Hacker News new | past | comments | ask | show | jobs | submit login
Urs Hölzle on Google's first data center (plus.google.com)
170 points by cramforce on Feb 5, 2014 | hide | past | favorite | 39 comments



The interesting quote here is:

You'll see a second line for bandwidth, that was a special deal for crawl bandwidth. Larry had convinced the sales person that they should give it to us for "cheap" because it's all incoming traffic, which didn't require any extra bandwidth for them because Exodus traffic was primarily outbound.

This shows that there's more to being a successful business than just good code; you need to know how to run a business, too. How many people working on web search ranking would ask for a special pricing exception from their bandwidth provider and get it? The answer is, apparently, one.
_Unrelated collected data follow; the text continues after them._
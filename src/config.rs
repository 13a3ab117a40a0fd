//! Session configuration using Figment
//!
//! A session is configured once and never mutated. Configuration is loaded from:
//! 1. A TOML file (either a bare session table, or a harness file with `[session]`)
//! 2. Environment variables prefixed with `RUST_HIL_`
//!
//! Keys used by older harness configurations (`grm_host`, `grm_port`, `grm_module`,
//! `baudrate`) are accepted as aliases.
//!
//! # Example
//! ```no_run
//! use rust_hil::config::SessionConfig;
//!
//! let config = SessionConfig::load_from("hil.toml")?;
//! println!("backend: {}", config.manager_backend);
//! # Ok::<(), rust_hil::error::ConfigError>(())
//! ```

use crate::error::ConfigError;
use figment::{
    providers::{Env, Format, Toml},
    Figment,
};
use hil_core::error::{HilError, HilResult};
use hil_core::resource::{AllocationCriteria, ManagerEndpoint, SerialParameters, DEFAULT_BAUD_RATE};
use serde::{Deserialize, Serialize};
use std::path::{Path, PathBuf};
use std::time::Duration;

/// Environment variable prefix for configuration overrides
pub const ENV_PREFIX: &str = "RUST_HIL_";

/// Configuration of one remote device session
#[derive(Debug, Clone, PartialEq, Eq, Serialize, Deserialize)]
pub struct SessionConfig {
    /// Pins allocation to one specific resource
    #[serde(default)]
    pub target_id: Option<String>,
    /// Network host of the resource broker
    #[serde(default, alias = "grm_host")]
    pub manager_host: Option<String>,
    /// Network port of the resource broker
    #[serde(default = "default_manager_port", alias = "grm_port")]
    pub manager_port: u16,
    /// Registered backend id of the broker implementation
    #[serde(default = "default_manager_backend", alias = "grm_module")]
    pub manager_backend: String,
    /// Hardware platform filter used during allocation
    #[serde(default)]
    pub platform_name: Option<String>,
    /// Serial line speed
    #[serde(default = "default_baud_rate", alias = "baudrate")]
    pub baud_rate: u32,
    /// Firmware image flashed during provisioning
    #[serde(default)]
    pub image_path: Option<PathBuf>,
    /// Bound backends apply to their blocking broker and hardware calls
    #[serde(default = "default_backend_timeout_ms")]
    pub backend_timeout_ms: u64,
}

/// Harness file: logging settings plus a `[session]` table
#[derive(Debug, Clone, Serialize, Deserialize)]
pub struct HarnessConfig {
    /// Logging level (trace, debug, info, warn, error)
    #[serde(default = "default_log_level")]
    pub log_level: String,
    pub session: SessionConfig,
}

// Default value functions
fn default_manager_port() -> u16 {
    8000
}

fn default_manager_backend() -> String {
    "unknown".to_string()
}

fn default_baud_rate() -> u32 {
    DEFAULT_BAUD_RATE
}

fn default_backend_timeout_ms() -> u64 {
    30_000
}

fn default_log_level() -> String {
    "info".to_string()
}

impl Default for SessionConfig {
    fn default() -> Self {
        Self {
            target_id: None,
            manager_host: None,
            manager_port: default_manager_port(),
            manager_backend: default_manager_backend(),
            platform_name: None,
            baud_rate: default_baud_rate(),
            image_path: None,
            backend_timeout_ms: default_backend_timeout_ms(),
        }
    }
}

impl SessionConfig {
    /// Default configuration selecting `backend`
    pub fn for_backend(backend: impl Into<String>) -> Self {
        Self {
            manager_backend: backend.into(),
            ..Self::default()
        }
    }

    pub fn with_platform(mut self, platform_name: impl Into<String>) -> Self {
        self.platform_name = Some(platform_name.into());
        self
    }

    pub fn with_target(mut self, target_id: impl Into<String>) -> Self {
        self.target_id = Some(target_id.into());
        self
    }

    pub fn with_baud_rate(mut self, baud_rate: u32) -> Self {
        self.baud_rate = baud_rate;
        self
    }

    pub fn with_image(mut self, image_path: impl Into<PathBuf>) -> Self {
        self.image_path = Some(image_path.into());
        self
    }

    pub fn with_manager(mut self, host: impl Into<String>, port: u16) -> Self {
        self.manager_host = Some(host.into());
        self.manager_port = port;
        self
    }

    /// Load a bare session table from `path`, then apply `RUST_HIL_*` overrides
    ///
    /// Example override: `RUST_HIL_MANAGER_BACKEND=mock`
    pub fn load_from<P: AsRef<Path>>(path: P) -> Result<Self, ConfigError> {
        let config: Self = Figment::new()
            .merge(Toml::file(path.as_ref()))
            .merge(Env::prefixed(ENV_PREFIX))
            .extract()?;
        config.validate()?;
        Ok(config)
    }

    /// Parse a session table from TOML text, without environment overrides
    pub fn from_toml_str(toml: &str) -> Result<Self, ConfigError> {
        let config: Self = Figment::from(Toml::string(toml)).extract()?;
        config.validate()?;
        Ok(config)
    }

    /// Validate semantic constraints after loading
    pub fn validate(&self) -> HilResult<()> {
        if self.manager_backend.trim().is_empty() {
            return Err(HilError::Configuration(
                "manager_backend must not be empty".into(),
            ));
        }
        if self.manager_port == 0 {
            return Err(HilError::Configuration(
                "manager_port must be in 1-65535".into(),
            ));
        }
        if self.baud_rate == 0 {
            return Err(HilError::Configuration(
                "baud_rate must be positive".into(),
            ));
        }
        if self.backend_timeout_ms == 0 {
            return Err(HilError::Configuration(
                "backend_timeout_ms must be positive".into(),
            ));
        }
        if matches!(self.target_id.as_deref(), Some(t) if t.trim().is_empty()) {
            return Err(HilError::Configuration(
                "target_id must not be empty when set".into(),
            ));
        }
        if matches!(self.platform_name.as_deref(), Some(p) if p.trim().is_empty()) {
            return Err(HilError::Configuration(
                "platform_name must not be empty when set".into(),
            ));
        }
        Ok(())
    }

    /// Broker location handed to the backend factory
    pub fn endpoint(&self) -> ManagerEndpoint {
        ManagerEndpoint {
            host: self.manager_host.clone(),
            port: self.manager_port,
            timeout: Duration::from_millis(self.backend_timeout_ms),
        }
    }

    pub fn criteria(&self) -> AllocationCriteria {
        AllocationCriteria::new(self.platform_name.clone(), self.target_id.clone())
    }

    /// Raw, non-line-buffered transport at the configured baud rate
    pub fn serial_parameters(&self) -> SerialParameters {
        SerialParameters::raw(self.baud_rate)
    }
}

impl HarnessConfig {
    /// Load a harness file, then apply `RUST_HIL_*` overrides
    ///
    /// Nested keys are separated by a double underscore:
    /// `RUST_HIL_SESSION__PLATFORM_NAME=K64F`
    pub fn load_from<P: AsRef<Path>>(path: P) -> Result<Self, ConfigError> {
        let config: Self = Figment::new()
            .merge(Toml::file(path.as_ref()))
            .merge(Env::prefixed(ENV_PREFIX).split("__"))
            .extract()?;
        config.session.validate()?;
        Ok(config)
    }
}

#[cfg(test)]
mod tests {
    use super::*;
    use std::io::Write;

    #[test]
    fn test_defaults() {
        let config = SessionConfig::default();
        assert_eq!(config.manager_port, 8000);
        assert_eq!(config.manager_backend, "unknown");
        assert_eq!(config.baud_rate, 115_200);
        assert!(config.target_id.is_none());
        assert!(config.image_path.is_none());
        assert!(config.validate().is_ok());
    }

    #[test]
    fn test_parse_with_legacy_aliases() {
        let config = SessionConfig::from_toml_str(
            r#"
            grm_host = "10.0.0.5"
            grm_port = 8010
            grm_module = "mock"
            baudrate = 9600
            platform_name = "K64F"
            "#,
        )
        .unwrap();

        assert_eq!(config.manager_host.as_deref(), Some("10.0.0.5"));
        assert_eq!(config.manager_port, 8010);
        assert_eq!(config.manager_backend, "mock");
        assert_eq!(config.baud_rate, 9600);
        assert_eq!(config.endpoint().to_string(), "10.0.0.5:8010");
    }

    #[test]
    fn test_validation_rejects_bad_values() {
        let cases = [
            SessionConfig::for_backend(""),
            SessionConfig::for_backend("mock").with_baud_rate(0),
            SessionConfig::for_backend("mock").with_target(" "),
            SessionConfig::for_backend("mock").with_platform(""),
            SessionConfig::for_backend("mock").with_manager("host", 0),
        ];
        for config in cases {
            assert!(
                matches!(config.validate(), Err(HilError::Configuration(_))),
                "{:?} should be rejected",
                config
            );
        }
    }

    #[test]
    fn test_invalid_toml_value_is_load_error() {
        let result = SessionConfig::from_toml_str("baud_rate = \"fast\"");
        assert!(matches!(result, Err(ConfigError::Load(_))));

        let result = SessionConfig::from_toml_str("baud_rate = 0");
        assert!(matches!(result, Err(ConfigError::Invalid(_))));
    }

    #[test]
    fn test_derived_transport_values() {
        let config = SessionConfig::for_backend("mock")
            .with_platform("K64F")
            .with_target("abc")
            .with_baud_rate(9600);

        let params = config.serial_parameters();
        assert!(!params.line_mode);
        assert_eq!(params.baud_rate, 9600);

        let criteria = config.criteria();
        assert_eq!(criteria.platform_name.as_deref(), Some("K64F"));
        assert_eq!(criteria.target_id.as_deref(), Some("abc"));
        assert_eq!(config.endpoint().timeout, Duration::from_secs(30));
    }

    #[test]
    fn test_harness_file() {
        let mut file = tempfile::NamedTempFile::new().unwrap();
        writeln!(
            file,
            r#"
            log_level = "debug"

            [session]
            manager_backend = "mock"
            platform_name = "NUCLEO_F429ZI"
            image_path = "build/fw.bin"
            "#
        )
        .unwrap();

        let config = HarnessConfig::load_from(file.path()).unwrap();
        assert_eq!(config.log_level, "debug");
        assert_eq!(config.session.manager_backend, "mock");
        assert_eq!(
            config.session.image_path.as_deref(),
            Some(Path::new("build/fw.bin"))
        );
    }
}
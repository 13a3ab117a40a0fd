//! Resource Manager Client and Backend Factory
//!
//! Backends are resolved by id through factories registered at startup, instead of
//! being loaded by name at runtime. A backend crate implements [`BackendFactory`] and
//! registers it with whatever registry the application composes:
//!
//! ```text
//! ┌─────────────────────────────────────────────────────────────────┐
//! │                    Composition Root (main.rs)                   │
//! │  registry.register_factory(Box::new(MockBackendFactory::new())) │
//! └─────────────────────────────────────────────────────────────────┘
//!                                   │
//!                                   ▼
//! ┌─────────────────────────────────────────────────────────────────┐
//! │                        BackendRegistry                          │
//! │  factories: DashMap<backend_id, Box<dyn BackendFactory>>        │
//! └─────────────────────────────────────────────────────────────────┘
//!                                   │
//!                                   ▼
//! ┌─────────────────────────────────────────────────────────────────┐
//! │                  BackendFactory::build(endpoint)                │
//! │         Connects to the broker, returns a client                │
//! └─────────────────────────────────────────────────────────────────┘
//! ```

use crate::device::DeviceHandle;
use crate::error::HilResult;
use crate::resource::{AllocationCriteria, ManagerEndpoint, ResourceDescriptor};
use async_trait::async_trait;
use futures::future::BoxFuture;
use std::sync::Arc;

/// Client of a shared-pool resource broker.
#[async_trait]
pub trait ResourceManagerClient: Send + Sync {
    /// Every resource the broker knows about, allocated or not.
    async fn list_resources(&self) -> HilResult<Vec<ResourceDescriptor>>;

    /// Atomically and exclusively allocate one resource matching `criteria`.
    ///
    /// Returns `Ok(None)` when nothing matches. A pinned `target_id` already held
    /// elsewhere is reported as [`crate::error::HilError::AllocationConflict`].
    async fn allocate(
        &self,
        criteria: &AllocationCriteria,
    ) -> HilResult<Option<Arc<dyn DeviceHandle>>>;
}

/// Constructs [`ResourceManagerClient`]s for one backend id.
pub trait BackendFactory: Send + Sync {
    /// Id selected by `manager_backend` in the session configuration.
    fn backend_id(&self) -> &'static str;

    /// Human-readable name.
    fn name(&self) -> &'static str;

    /// Connect to the broker at `endpoint`.
    fn build(
        &self,
        endpoint: ManagerEndpoint,
    ) -> BoxFuture<'static, HilResult<Arc<dyn ResourceManagerClient>>>;
}

/// Registries that accept backend factories.
///
/// Lets backend crates register themselves without depending on the registry's crate.
pub trait FactoryRegistry {
    fn register_factory(&self, factory: Box<dyn BackendFactory>);
}
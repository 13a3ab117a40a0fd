//! Backend Registry
//!
//! Resource manager backends are selected by the `manager_backend` id of a session
//! configuration. Each backend crate contributes a [`BackendFactory`]; the registry
//! maps ids to factories and builds broker clients on demand.
//!
//! # Example
//!
//! ```rust,ignore
//! use rust_hil::registry::BackendRegistry;
//!
//! let registry = BackendRegistry::new();
//! hil_driver_mock::register_all(&registry);
//! assert!(registry.has_factory("mock"));
//!
//! let client = registry.resolve("mock", config.endpoint()).await?;
//! ```

use dashmap::DashMap;
use hil_core::error::{HilError, HilResult};
use hil_core::manager::{BackendFactory, FactoryRegistry, ResourceManagerClient};
use hil_core::resource::ManagerEndpoint;
use std::sync::Arc;

/// Thread-safe map of backend id to factory.
pub struct BackendRegistry {
    factories: DashMap<String, Box<dyn BackendFactory>>,
}

/// Information about a registered backend factory
#[derive(Debug, Clone, PartialEq, Eq)]
pub struct FactoryInfo {
    pub backend_id: String,
    pub name: String,
}

impl BackendRegistry {
    /// Create an empty registry
    pub fn new() -> Self {
        Self {
            factories: DashMap::new(),
        }
    }

    /// Registry with every backend compiled into this build
    pub fn with_builtin_backends() -> Self {
        let registry = Self::new();
        register_builtin_backends(&registry);
        registry
    }

    /// Register a factory under its backend id.
    ///
    /// # Returns
    /// The factory previously registered under the same id, if any.
    pub fn register_factory(
        &self,
        factory: Box<dyn BackendFactory>,
    ) -> Option<Box<dyn BackendFactory>> {
        let backend_id = factory.backend_id().to_string();
        tracing::info!(
            backend_id = %backend_id,
            name = %factory.name(),
            "Registering resource manager backend"
        );
        self.factories.insert(backend_id, factory)
    }

    /// Unregister a factory by backend id, returning it.
    pub fn unregister_factory(&self, backend_id: &str) -> Option<Box<dyn BackendFactory>> {
        self.factories
            .remove(backend_id)
            .map(|(_, factory)| factory)
    }

    pub fn has_factory(&self, backend_id: &str) -> bool {
        self.factories.contains_key(backend_id)
    }

    /// List registered backend ids, sorted.
    pub fn list_factories(&self) -> Vec<String> {
        let mut ids: Vec<String> = self
            .factories
            .iter()
            .map(|entry| entry.key().clone())
            .collect();
        ids.sort();
        ids
    }

    pub fn factory_info(&self, backend_id: &str) -> Option<FactoryInfo> {
        self.factories.get(backend_id).map(|entry| {
            let factory = entry.value();
            FactoryInfo {
                backend_id: factory.backend_id().to_string(),
                name: factory.name().to_string(),
            }
        })
    }

    /// Build a broker client for `backend_id`.
    ///
    /// # Errors
    /// [`HilError::BackendUnavailable`] when no factory is registered under the id or
    /// the factory fails to construct a client.
    pub async fn resolve(
        &self,
        backend_id: &str,
        endpoint: ManagerEndpoint,
    ) -> HilResult<Arc<dyn ResourceManagerClient>> {
        // The map guard must not live across the await below.
        let pending = match self.factories.get(backend_id) {
            Some(entry) => entry.value().build(endpoint),
            None => {
                return Err(HilError::BackendUnavailable {
                    backend: backend_id.to_string(),
                    reason: format!(
                        "no factory registered (available: {:?})",
                        self.list_factories()
                    ),
                });
            }
        };

        pending.await.map_err(|e| match e {
            HilError::BackendUnavailable { .. } => e,
            other => HilError::BackendUnavailable {
                backend: backend_id.to_string(),
                reason: other.to_string(),
            },
        })
    }
}

impl Default for BackendRegistry {
    fn default() -> Self {
        Self::new()
    }
}

impl FactoryRegistry for BackendRegistry {
    fn register_factory(&self, factory: Box<dyn BackendFactory>) {
        if let Some(previous) = BackendRegistry::register_factory(self, factory) {
            tracing::warn!(
                backend_id = %previous.backend_id(),
                "Replaced previously registered backend"
            );
        }
    }
}

/// Register every backend enabled through cargo features.
pub fn register_builtin_backends(registry: &BackendRegistry) {
    #[cfg(feature = "mock")]
    hil_driver_mock::register_all(registry);

    #[cfg(not(feature = "mock"))]
    let _ = registry;
}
> How many people working on web search ranking would ask for a special pricing exception from their bandwidth provider and get it? The answer is, apparently, one.

Anyone who knows how peering and bandwidth pricing works.

Basically, bandwidth prices amongst ISPs is a game of chicken and relative strength and perceived benefits; it's one of those areas where being good at talking and having sufficient traffic can make the difference between you paying consumer rates and the other party paying you to get you to host hardware with them in some circumstances.

(E.g. consider if you run a CDN - for smaller ISPs that pay high rates for bandwidth, it may save them a lot of money to get a pop in their datacentres to reduce their bandwidth usage; and in some circumstances it may even pay for them to pay to get a big bandwidth hog to serve traffic destined for certain other ISPs on their network, to "tip the scales" in peering negotiations)


Actually it is a pretty typical arrangement, provided you can deliver on your commitment to a certain ratio of inbound/outbound.


Maybe now it is but back in 1998?


Yes.


Here's another anecdote (also sourced from Urs Hölzle) about how Google transferred 9TB of data to their new east coast datacentre via fibre, for free.

http://www.dodgycoder.net/2013/02/googles-fiber-leeching-cap...


really


I have heard that Microsoft's hardware cost to serve 1000 searches is > $1 while Google's equivalent cost is around $0.07. If true, this is definitely a competitive advantage.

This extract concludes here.